(Saved entries)
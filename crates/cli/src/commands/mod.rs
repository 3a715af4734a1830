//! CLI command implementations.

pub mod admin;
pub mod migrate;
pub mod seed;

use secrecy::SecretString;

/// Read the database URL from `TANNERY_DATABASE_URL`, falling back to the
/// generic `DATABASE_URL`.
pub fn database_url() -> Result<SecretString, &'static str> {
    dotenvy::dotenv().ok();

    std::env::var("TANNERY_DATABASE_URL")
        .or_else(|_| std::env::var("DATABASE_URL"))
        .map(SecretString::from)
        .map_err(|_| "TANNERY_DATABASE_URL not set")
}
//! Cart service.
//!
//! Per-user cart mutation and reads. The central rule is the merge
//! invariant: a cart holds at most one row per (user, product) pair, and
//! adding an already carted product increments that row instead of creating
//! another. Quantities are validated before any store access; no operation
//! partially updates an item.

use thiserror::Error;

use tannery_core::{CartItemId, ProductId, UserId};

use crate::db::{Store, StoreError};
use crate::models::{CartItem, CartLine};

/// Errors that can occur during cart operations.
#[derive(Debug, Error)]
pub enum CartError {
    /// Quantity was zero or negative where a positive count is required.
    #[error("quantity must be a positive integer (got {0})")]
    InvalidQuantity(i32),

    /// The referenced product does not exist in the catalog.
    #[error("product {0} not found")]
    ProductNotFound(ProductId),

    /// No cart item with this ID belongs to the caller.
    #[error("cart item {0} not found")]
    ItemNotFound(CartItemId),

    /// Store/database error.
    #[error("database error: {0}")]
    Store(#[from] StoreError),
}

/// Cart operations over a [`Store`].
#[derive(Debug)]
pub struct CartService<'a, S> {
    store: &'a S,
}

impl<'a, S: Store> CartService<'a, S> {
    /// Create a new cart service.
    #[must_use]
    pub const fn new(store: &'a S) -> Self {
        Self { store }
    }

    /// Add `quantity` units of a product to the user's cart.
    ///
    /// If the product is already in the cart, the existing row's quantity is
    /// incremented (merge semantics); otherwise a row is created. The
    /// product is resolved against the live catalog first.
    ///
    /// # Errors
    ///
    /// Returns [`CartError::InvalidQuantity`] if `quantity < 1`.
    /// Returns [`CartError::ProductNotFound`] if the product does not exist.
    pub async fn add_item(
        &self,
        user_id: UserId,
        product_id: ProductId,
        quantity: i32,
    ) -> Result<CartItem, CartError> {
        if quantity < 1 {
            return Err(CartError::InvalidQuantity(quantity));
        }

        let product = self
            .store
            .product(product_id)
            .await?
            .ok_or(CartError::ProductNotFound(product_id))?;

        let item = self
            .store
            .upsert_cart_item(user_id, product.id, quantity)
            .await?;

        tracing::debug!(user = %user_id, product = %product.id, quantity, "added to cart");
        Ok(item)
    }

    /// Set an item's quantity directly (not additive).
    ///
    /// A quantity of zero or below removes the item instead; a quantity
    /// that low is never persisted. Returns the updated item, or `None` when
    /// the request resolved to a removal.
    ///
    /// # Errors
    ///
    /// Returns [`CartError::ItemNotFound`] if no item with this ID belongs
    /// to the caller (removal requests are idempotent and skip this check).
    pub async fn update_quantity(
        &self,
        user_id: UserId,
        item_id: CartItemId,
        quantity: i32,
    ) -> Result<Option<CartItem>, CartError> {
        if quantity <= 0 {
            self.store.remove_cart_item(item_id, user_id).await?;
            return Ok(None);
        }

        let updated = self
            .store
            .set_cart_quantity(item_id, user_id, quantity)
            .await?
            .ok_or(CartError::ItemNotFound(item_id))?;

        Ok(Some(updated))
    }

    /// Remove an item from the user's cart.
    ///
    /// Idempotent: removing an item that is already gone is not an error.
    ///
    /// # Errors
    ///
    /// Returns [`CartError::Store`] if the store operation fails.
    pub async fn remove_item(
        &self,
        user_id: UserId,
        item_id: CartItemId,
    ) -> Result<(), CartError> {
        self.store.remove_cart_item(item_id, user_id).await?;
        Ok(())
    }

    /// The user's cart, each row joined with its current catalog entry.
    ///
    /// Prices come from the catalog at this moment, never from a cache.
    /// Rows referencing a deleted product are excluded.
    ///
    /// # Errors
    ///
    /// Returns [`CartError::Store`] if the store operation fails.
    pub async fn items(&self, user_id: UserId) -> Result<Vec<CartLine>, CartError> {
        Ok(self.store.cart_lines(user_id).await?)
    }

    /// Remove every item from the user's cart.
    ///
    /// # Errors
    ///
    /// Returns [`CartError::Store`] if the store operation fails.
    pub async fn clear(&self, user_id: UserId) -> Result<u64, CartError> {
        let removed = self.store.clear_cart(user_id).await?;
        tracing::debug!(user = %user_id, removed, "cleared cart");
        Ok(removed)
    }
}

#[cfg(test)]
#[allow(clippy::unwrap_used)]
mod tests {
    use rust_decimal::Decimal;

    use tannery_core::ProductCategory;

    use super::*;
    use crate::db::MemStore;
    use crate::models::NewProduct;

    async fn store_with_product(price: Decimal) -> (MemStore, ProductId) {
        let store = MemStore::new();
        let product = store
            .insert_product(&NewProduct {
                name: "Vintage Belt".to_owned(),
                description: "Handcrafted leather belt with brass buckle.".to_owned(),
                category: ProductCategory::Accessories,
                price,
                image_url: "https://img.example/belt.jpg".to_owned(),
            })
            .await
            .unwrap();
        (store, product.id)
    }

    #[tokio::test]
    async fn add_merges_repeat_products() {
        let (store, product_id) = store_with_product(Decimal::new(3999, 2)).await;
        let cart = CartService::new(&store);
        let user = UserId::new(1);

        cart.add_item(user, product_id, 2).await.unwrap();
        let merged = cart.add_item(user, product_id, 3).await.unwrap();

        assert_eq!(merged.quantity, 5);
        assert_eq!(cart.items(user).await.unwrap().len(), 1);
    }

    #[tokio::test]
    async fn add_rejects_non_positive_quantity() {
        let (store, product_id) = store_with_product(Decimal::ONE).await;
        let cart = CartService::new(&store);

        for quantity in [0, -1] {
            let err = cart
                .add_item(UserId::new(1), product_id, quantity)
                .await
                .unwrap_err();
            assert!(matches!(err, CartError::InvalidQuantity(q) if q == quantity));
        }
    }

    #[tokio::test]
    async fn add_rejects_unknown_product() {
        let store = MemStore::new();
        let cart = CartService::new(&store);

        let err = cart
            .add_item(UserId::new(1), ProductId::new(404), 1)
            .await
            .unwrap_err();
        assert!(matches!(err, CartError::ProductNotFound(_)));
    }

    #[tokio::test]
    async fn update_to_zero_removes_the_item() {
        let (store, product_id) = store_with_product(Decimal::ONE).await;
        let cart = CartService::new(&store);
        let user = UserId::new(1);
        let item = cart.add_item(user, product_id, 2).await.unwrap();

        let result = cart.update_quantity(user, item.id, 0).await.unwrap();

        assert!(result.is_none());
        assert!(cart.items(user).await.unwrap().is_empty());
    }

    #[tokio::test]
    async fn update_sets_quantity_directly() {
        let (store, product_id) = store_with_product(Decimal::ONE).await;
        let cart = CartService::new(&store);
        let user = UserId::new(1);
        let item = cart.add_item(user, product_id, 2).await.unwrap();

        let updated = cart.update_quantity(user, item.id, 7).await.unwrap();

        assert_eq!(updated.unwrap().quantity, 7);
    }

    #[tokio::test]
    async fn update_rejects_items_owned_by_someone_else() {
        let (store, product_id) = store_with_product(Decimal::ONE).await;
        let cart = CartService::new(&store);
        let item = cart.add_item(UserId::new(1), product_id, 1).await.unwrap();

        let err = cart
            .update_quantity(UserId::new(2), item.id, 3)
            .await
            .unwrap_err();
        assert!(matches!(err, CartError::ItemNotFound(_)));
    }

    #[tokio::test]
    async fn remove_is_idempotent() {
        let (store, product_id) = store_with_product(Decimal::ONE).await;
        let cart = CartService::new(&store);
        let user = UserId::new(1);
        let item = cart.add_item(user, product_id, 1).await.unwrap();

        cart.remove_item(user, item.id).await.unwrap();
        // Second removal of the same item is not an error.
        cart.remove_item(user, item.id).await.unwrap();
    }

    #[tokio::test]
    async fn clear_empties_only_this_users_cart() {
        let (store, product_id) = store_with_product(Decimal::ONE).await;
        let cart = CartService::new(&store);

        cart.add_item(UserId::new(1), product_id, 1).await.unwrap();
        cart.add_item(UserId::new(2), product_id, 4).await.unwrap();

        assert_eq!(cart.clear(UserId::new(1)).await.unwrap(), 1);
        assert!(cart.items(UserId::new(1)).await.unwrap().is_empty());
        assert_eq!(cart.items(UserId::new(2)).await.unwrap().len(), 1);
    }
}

---

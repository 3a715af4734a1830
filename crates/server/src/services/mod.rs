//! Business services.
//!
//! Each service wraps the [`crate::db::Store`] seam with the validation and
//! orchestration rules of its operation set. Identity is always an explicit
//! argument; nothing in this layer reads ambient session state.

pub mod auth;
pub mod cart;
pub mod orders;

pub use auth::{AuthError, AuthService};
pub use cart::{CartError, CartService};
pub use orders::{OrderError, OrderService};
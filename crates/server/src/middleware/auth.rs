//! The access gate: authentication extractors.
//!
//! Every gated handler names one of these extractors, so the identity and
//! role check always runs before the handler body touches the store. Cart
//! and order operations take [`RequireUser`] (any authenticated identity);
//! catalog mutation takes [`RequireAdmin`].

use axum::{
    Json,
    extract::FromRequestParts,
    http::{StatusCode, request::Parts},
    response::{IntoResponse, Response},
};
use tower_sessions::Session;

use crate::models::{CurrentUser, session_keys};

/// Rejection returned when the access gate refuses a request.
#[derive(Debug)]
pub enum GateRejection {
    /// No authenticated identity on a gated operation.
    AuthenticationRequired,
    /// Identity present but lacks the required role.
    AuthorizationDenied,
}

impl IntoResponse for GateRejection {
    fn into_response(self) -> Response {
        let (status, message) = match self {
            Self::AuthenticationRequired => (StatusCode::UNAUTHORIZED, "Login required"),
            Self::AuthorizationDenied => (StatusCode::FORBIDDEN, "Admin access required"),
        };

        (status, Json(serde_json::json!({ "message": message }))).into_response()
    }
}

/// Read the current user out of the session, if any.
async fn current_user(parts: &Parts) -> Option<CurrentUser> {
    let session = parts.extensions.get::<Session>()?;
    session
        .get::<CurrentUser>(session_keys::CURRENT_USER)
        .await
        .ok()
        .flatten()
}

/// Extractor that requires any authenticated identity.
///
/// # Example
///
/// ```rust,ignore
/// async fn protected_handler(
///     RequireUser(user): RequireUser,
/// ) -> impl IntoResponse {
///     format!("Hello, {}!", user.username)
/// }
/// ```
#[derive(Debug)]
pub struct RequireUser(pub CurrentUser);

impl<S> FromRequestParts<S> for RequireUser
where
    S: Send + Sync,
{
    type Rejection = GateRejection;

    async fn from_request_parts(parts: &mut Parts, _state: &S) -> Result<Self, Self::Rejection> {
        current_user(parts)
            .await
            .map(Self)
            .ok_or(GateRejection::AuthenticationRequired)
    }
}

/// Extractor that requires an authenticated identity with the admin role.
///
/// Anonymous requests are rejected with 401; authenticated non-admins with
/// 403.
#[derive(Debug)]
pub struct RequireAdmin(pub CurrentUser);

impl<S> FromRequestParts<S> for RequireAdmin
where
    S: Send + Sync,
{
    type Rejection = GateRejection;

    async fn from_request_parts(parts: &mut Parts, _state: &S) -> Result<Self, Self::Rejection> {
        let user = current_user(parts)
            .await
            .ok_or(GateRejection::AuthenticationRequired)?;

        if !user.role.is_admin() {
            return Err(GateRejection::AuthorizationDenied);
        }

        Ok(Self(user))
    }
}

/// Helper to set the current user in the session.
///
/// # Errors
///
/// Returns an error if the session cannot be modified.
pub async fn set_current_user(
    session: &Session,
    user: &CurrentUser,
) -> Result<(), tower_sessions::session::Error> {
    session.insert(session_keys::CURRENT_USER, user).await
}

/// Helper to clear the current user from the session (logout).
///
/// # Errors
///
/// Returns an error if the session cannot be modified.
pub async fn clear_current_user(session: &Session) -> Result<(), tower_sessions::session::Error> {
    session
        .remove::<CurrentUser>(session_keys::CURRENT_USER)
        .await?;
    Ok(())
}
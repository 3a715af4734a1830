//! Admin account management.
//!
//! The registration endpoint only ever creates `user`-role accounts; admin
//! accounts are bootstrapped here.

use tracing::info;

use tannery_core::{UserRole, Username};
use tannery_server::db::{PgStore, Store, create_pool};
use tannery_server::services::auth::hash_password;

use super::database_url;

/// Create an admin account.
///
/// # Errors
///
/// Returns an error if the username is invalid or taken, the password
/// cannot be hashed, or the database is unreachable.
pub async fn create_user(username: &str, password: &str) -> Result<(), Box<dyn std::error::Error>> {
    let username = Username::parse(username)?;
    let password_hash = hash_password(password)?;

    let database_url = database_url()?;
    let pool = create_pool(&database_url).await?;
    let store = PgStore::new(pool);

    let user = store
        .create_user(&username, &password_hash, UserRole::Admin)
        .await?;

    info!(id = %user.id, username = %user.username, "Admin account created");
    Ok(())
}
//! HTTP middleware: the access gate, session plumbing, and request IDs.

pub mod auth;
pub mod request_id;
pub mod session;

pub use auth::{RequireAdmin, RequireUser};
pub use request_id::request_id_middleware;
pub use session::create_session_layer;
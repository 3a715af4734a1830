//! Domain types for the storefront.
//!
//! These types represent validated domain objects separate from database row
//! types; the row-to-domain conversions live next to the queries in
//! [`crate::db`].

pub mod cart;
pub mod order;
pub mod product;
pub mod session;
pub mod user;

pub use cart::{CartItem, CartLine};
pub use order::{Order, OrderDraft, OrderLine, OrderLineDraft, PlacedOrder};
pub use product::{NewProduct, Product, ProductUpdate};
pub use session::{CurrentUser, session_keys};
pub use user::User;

» **Task statement**: Working from the data above, extract solely the lines from the one containing "filename crates/cli/src/commands/mod.rs" through the one containing "access; no operation", exactly as they appear, both included.

» **The completed task**:
filename crates/cli/src/commands/mod.rs
repository 3a715af4734a1830
//! CLI command implementations.

pub mod admin;
pub mod migrate;
pub mod seed;

use secrecy::SecretString;

/// Read the database URL from `TANNERY_DATABASE_URL`, falling back to the
/// generic `DATABASE_URL`.
pub fn database_url() -> Result<SecretString, &'static str> {
    dotenvy::dotenv().ok();

    std::env::var("TANNERY_DATABASE_URL")
        .or_else(|_| std::env::var("DATABASE_URL"))
        .map(SecretString::from)
        .map_err(|_| "TANNERY_DATABASE_URL not set")
}
//! Cart service.
//!
//! Per-user cart mutation and reads. The central rule is the merge
//! invariant: a cart holds at most one row per (user, product) pair, and
//! adding an already carted product increments that row instead of creating
//! another. Quantities are validated before any store access; no operation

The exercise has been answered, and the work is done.